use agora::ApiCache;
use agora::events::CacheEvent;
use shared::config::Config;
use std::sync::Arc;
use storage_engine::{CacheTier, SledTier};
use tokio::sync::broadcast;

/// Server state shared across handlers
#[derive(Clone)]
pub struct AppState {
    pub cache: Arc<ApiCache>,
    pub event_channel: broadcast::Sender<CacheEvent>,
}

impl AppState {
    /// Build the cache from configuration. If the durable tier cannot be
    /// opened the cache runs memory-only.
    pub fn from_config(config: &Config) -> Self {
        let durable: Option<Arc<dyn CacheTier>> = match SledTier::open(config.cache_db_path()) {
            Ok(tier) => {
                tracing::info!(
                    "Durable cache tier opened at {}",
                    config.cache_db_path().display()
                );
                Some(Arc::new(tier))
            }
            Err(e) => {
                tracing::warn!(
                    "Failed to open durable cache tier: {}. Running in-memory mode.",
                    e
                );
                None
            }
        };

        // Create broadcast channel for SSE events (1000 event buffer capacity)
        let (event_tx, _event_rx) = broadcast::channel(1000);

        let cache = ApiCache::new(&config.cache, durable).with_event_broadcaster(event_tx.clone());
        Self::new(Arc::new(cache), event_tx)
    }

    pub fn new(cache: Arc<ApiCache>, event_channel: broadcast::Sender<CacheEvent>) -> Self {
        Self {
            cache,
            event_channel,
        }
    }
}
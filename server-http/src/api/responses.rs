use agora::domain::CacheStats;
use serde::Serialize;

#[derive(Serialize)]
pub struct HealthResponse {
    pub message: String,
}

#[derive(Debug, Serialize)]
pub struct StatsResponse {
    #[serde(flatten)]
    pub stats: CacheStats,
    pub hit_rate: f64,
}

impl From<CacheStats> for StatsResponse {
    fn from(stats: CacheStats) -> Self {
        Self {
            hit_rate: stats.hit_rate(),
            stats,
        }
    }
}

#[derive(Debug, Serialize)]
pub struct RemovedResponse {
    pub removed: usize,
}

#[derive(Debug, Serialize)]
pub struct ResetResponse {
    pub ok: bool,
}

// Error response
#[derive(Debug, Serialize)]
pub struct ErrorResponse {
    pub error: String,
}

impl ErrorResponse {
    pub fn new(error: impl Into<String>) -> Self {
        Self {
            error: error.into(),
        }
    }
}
════════════════════
■ **Aim of the task**:
Above this task is a listing. Restate, word for word and with nothing added, the lines from the one with "let (event_tx, _event_rx)" through the one with "#[derive(Serialize)]".

■ **Answer area**:
        let (event_tx, _event_rx) = broadcast::channel(1000);

        let cache = ApiCache::new(&config.cache, durable).with_event_broadcaster(event_tx.clone());
        Self::new(Arc::new(cache), event_tx)
    }

    pub fn new(cache: Arc<ApiCache>, event_channel: broadcast::Sender<CacheEvent>) -> Self {
        Self {
            cache,
            event_channel,
        }
    }
}
filename server-http/src/api/responses.rs
use agora::domain::CacheStats;
use serde::Serialize;

#[derive(Serialize)]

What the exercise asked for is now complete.